Good point Traction Fan, and this response gave me some pause to think about why my opinion is this way? And it could be the fact that I only purchased 1 package of 12 metal wheels (good for 3 cars) and only have experience with those wheels! That being said, they are Fox Valley Models wheels, which I had chosen after doing extensive research over the years. Fox Valley are really nice wheels, but I think the flange on them is very thin compared to other manufacturers' metal wheels. This is probably what makes them especially fickle to imperfect track work and why I think the plastic ones are performing better (at least for me on my set).

Thanks for the "check-thyself"


----------



## traction fan (Oct 5, 2014)

*Fox Valley Models wheelsets*



Overkast said:


> Good point Traction Fan, and this response gave me some pause to think about why my opinion is this way? And it could be the fact that I only purchased 1 package of 12 metal wheels (good for 3 cars) and only have experience with those wheels! That being said, they are Fox Valley Models wheels, which I had chosen after doing extensive research over the years. Fox Valley are really nice wheels, but I think the flange on them is very thin compared to other manufacturers' metal wheels. This is probably what makes them especially fickle to imperfect track work and why I think the plastic ones are performing better (at least for me on my set).
> 
> Thanks for the "check-thyself"


Overkast;

I have used Fox Valley Models, Intermountain, and most recently, Micro-Trains metal wheelsets. They all seem to work quite well. I think you had it nailed pretty well in one of your responses telling the OP to check his track, and especially turnouts, as a derailment problem's most likely cause.
I make my own N-scale code 55 turnouts and I have found that making them accurately by meeting all the applicable NMRA specs. is an enormous help in preventing derailments. However making accurate turnouts is also a great way of finding faults in wheels. If a wheelset is out of gage, or has flanges too deep, it's guaranteed to derail on such a turnout. The commercial turnouts all have their flangeways too wide, and their frogs too deep to meet the specs. in an NMRA gauge. I think the manufacturers did this intentionally to let slightly off adjustment stuff pass through.

I'm not sure what you mean by, Fox Valley Models wheel flange being "thin." If you mean it literally then I don't think it should matter. If you mean the flanges are shallow, then that's a good thing. The "Flangeways" tabs on an NMRA gauge not only measure the width of the flangeways, and the distance between them, but also their depth. My turnout frogs are made with flangeways only as deep as the tab on the gauge can reach down. A deep flange wheel would not make it through. Prototype flanges are quite small, compared to the rest of the wheel. A 33" or 36" diameter wheel has only one inch of flange depth.
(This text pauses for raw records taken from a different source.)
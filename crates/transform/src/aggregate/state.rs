//! Aggregation state management
//!
//! Handles grouping of samples and emission conditions.

use std::collections::HashMap;
use std::collections::hash_map::Entry;
use std::hash::{Hash, Hasher};
use std::time::{Duration, Instant};

use siphasher::sip::SipHasher13;
use tally_protocol::Sample;

use super::{AggregateFunction, GroupField};

#[cfg(test)]
#[path = "state_test.rs"]
mod tests;

/// Running values for one group
#[derive(Debug)]
pub struct AggregateGroup {
    /// First sample of the group; identity for the emitted sample
    pub first: Sample,

    /// Order of creation, for stable emission
    pub seq: u64,

    pub created_at: Instant,

    pub count: u64,
    pub sum: f64,
    pub min: f64,
    pub max: f64,
    pub last: f64,
    pub last_timestamp: chrono::DateTime<chrono::Utc>,
}

impl AggregateGroup {
    pub fn new(sample: &Sample, seq: u64) -> Self {
        Self {
            first: sample.clone(),
            seq,
            created_at: Instant::now(),
            count: 1,
            sum: sample.volume,
            min: sample.volume,
            max: sample.volume,
            last: sample.volume,
            last_timestamp: sample.timestamp,
        }
    }

    /// Fold another sample into the group
    pub fn add(&mut self, sample: &Sample) {
        self.count += 1;
        self.sum += sample.volume;
        self.min = self.min.min(sample.volume);
        self.max = self.max.max(sample.volume);
        if sample.timestamp >= self.last_timestamp {
            self.last = sample.volume;
            self.last_timestamp = sample.timestamp;
        }
    }

    /// Aggregated value
    pub fn value(&self, function: AggregateFunction) -> f64 {
        match function {
            AggregateFunction::Sum => self.sum,
            AggregateFunction::Avg => self.sum / self.count as f64,
            AggregateFunction::Min => self.min,
            AggregateFunction::Max => self.max,
            AggregateFunction::Last => self.last,
            AggregateFunction::Count => self.count as f64,
        }
    }

    #[inline]
    pub fn should_emit_size(&self, size: Option<usize>) -> bool {
        size.is_some_and(|size| self.count as usize >= size)
    }

    #[inline]
    pub fn should_emit_age(&self, retention: Option<Duration>) -> bool {
        retention.is_some_and(|r| self.created_at.elapsed() >= r)
    }
}

/// State container for all active groups
#[derive(Debug, Default)]
pub struct AggregateState {
    groups: HashMap<u64, AggregateGroup>,
    next_seq: u64,
}

impl AggregateState {
    pub fn new() -> Self {
        Self::default()
    }

    /// Add a sample to its group, creating it if needed
    ///
    /// Returns (group, is_new).
    pub fn add(&mut self, key_hash: u64, sample: &Sample) -> (&mut AggregateGroup, bool) {
        match self.groups.entry(key_hash) {
            Entry::Occupied(entry) => {
                let group = entry.into_mut();
                group.add(sample);
                (group, false)
            }
            Entry::Vacant(entry) => {
                let seq = self.next_seq;
                self.next_seq += 1;
                (entry.insert(AggregateGroup::new(sample, seq)), true)
            }
        }
    }

    pub fn remove(&mut self, key_hash: u64) -> Option<AggregateGroup> {
        self.groups.remove(&key_hash)
    }

    /// Remove groups older than `retention`, oldest first
    pub fn take_expired(&mut self, retention: Option<Duration>) -> Vec<AggregateGroup> {
        if retention.is_none() {
            return Vec::new();
        }
        let expired: Vec<u64> = self
            .groups
            .iter()
            .filter(|(_, group)| group.should_emit_age(retention))
            .map(|(&hash, _)| hash)
            .collect();
        let mut groups: Vec<_> = expired.into_iter().filter_map(|h| self.groups.remove(&h)).collect();
        groups.sort_by_key(|g| g.seq);
        groups
    }

    /// Remove every group, oldest first
    pub fn drain(&mut self) -> Vec<AggregateGroup> {
        let mut groups: Vec<_> = self.groups.drain().map(|(_, group)| group).collect();
        groups.sort_by_key(|g| g.seq);
        groups
    }

    #[inline]
    pub fn group_count(&self) -> usize {
        self.groups.len()
    }

    #[inline]
    pub fn is_empty(&self) -> bool {
        self.groups.is_empty()
    }
}

/// Compute a group key hash
///
/// Always covers name, resource, unit and type, then each `group_by` field
/// (an absent optional field hashes differently from an empty one).
pub fn compute_group_key(sample: &Sample, group_by: &[GroupField]) -> u64 {
    let mut hasher = SipHasher13::new();

    sample.name.hash(&mut hasher);
    sample.resource_id.hash(&mut hasher);
    sample.unit.hash(&mut hasher);
    sample.sample_type.hash(&mut hasher);

    for field in group_by {
        field.hash(&mut hasher);
        match field {
            GroupField::ProjectId => sample.project_id.hash(&mut hasher),
            GroupField::UserId => sample.user_id.hash(&mut hasher),
            GroupField::Source => sample.source.hash(&mut hasher),
        }
    }

    hasher.finish()
}
//! Dispatcher Registry - scheme-driven dispatcher creation
//!
//! A sink's URL scheme names its dispatcher. Unknown schemes and invalid
//! targets fail when the sink is built, never while it is running.
//!
//! # Example
//!
//! ```
//! use tally_config::SinkConfig;
//! use tally_sinks::default_registry;
//!
//! let registry = default_registry();
//! let dispatcher = registry.create("debug", &SinkConfig::new("null://")).unwrap();
//! assert_eq!(dispatcher.scheme(), "null");
//! ```

use std::collections::HashMap;
use std::sync::Arc;

use tally_config::SinkConfig;

use crate::file::FileFactory;
use crate::memory::MemoryFactory;
use crate::null::NullFactory;
use crate::stdout::StdoutFactory;
use crate::udp::UdpFactory;
use crate::{Dispatcher, Result, SinkError};

/// Factory trait for creating dispatchers
pub trait DispatcherFactory: Send + Sync {
    /// Create a dispatcher for the named sink
    ///
    /// # Errors
    /// Returns `SinkError::Config` if the URL target or options are invalid
    fn create(&self, sink: &str, config: &SinkConfig) -> Result<Arc<dyn Dispatcher>>;

    /// URL scheme this factory serves
    fn scheme(&self) -> &'static str;
}

/// Registry for dispatcher factories, keyed by URL scheme
pub struct DispatcherRegistry {
    factories: HashMap<&'static str, Box<dyn DispatcherFactory>>,
}

impl DispatcherRegistry {
    pub fn new() -> Self {
        Self {
            factories: HashMap::new(),
        }
    }

    /// Register a dispatcher factory under its scheme
    ///
    /// # Panics
    /// Panics if the scheme is already registered.
    /// Use `try_register` for fallible registration.
    pub fn register<F: DispatcherFactory + 'static>(&mut self, factory: F) {
        let scheme = factory.scheme();
        if self.factories.contains_key(scheme) {
            panic!("Dispatcher factory '{}' already registered", scheme);
        }
        self.factories.insert(scheme, Box::new(factory));
    }

    /// Returns `false` if the scheme is already registered
    pub fn try_register<F: DispatcherFactory + 'static>(&mut self, factory: F) -> bool {
        let scheme = factory.scheme();
        if self.factories.contains_key(scheme) {
            return false;
        }
        self.factories.insert(scheme, Box::new(factory));
        true
    }

    /// Create the dispatcher a sink config's URL names
    ///
    /// # Errors
    /// - `SinkError::Config` if the URL has no scheme
    /// - `SinkError::UnknownScheme` if no factory serves the scheme
    /// - whatever the factory reports for an invalid target
    pub fn create(&self, sink: &str, config: &SinkConfig) -> Result<Arc<dyn Dispatcher>> {
        let scheme = config.scheme().ok_or_else(|| {
            SinkError::config(sink, format!("url '{}' has no scheme (expected scheme://target)", config.url))
        })?;
        let factory = self.factories.get(scheme).ok_or_else(|| SinkError::UnknownScheme {
            sink: sink.to_string(),
            scheme: scheme.to_string(),
            available: self.available_schemes().join(", "),
        })?;
        factory.create(sink, config)
    }

    pub fn contains(&self, scheme: &str) -> bool {
        self.factories.contains_key(scheme)
    }

    /// Registered schemes, sorted
    pub fn available_schemes(&self) -> Vec<&'static str> {
        let mut schemes: Vec<&'static str> = self.factories.keys().copied().collect();
        schemes.sort_unstable();
        schemes
    }

    pub fn len(&self) -> usize {
        self.factories.len()
    }

    pub fn is_empty(&self) -> bool {
        self.factories.is_empty()
    }
}

impl Default for DispatcherRegistry {
    fn default() -> Self {
        Self::new()
    }
}

/// Create a registry with all built-in dispatchers registered
pub fn default_registry() -> DispatcherRegistry {
    let mut registry = DispatcherRegistry::new();
    registry.register(NullFactory);
    registry.register(StdoutFactory);
    registry.register(MemoryFactory::new());
    registry.register(UdpFactory);
    registry.register(FileFactory);
    registry
}

#[cfg(test)]
#[path = "registry_test.rs"]
mod tests;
The flange is about 1/2" thick and the rest of the wheel is at least 2-1/2" wide with the tire, or tread, portion being most of that overall width.

regards;

Traction Fan:smilie_daumenpos:


----------



## Overkast (Jan 16, 2015)

traction fan said:


> I'm not sure what you mean by, Fox Valley Models wheel flange being "thin." If you mean it literally then I don't think it should matter. If you mean the flanges are shallow, then that's a good thing.


Sorry, I meant "shallow" not thin... And thanks for the follow-up explanation. I agree the commercial turnout frogs' flangeways are problematic, and especially on curved turnouts due to the g-force on a turn pushing the trains cars against the outer rails / edges.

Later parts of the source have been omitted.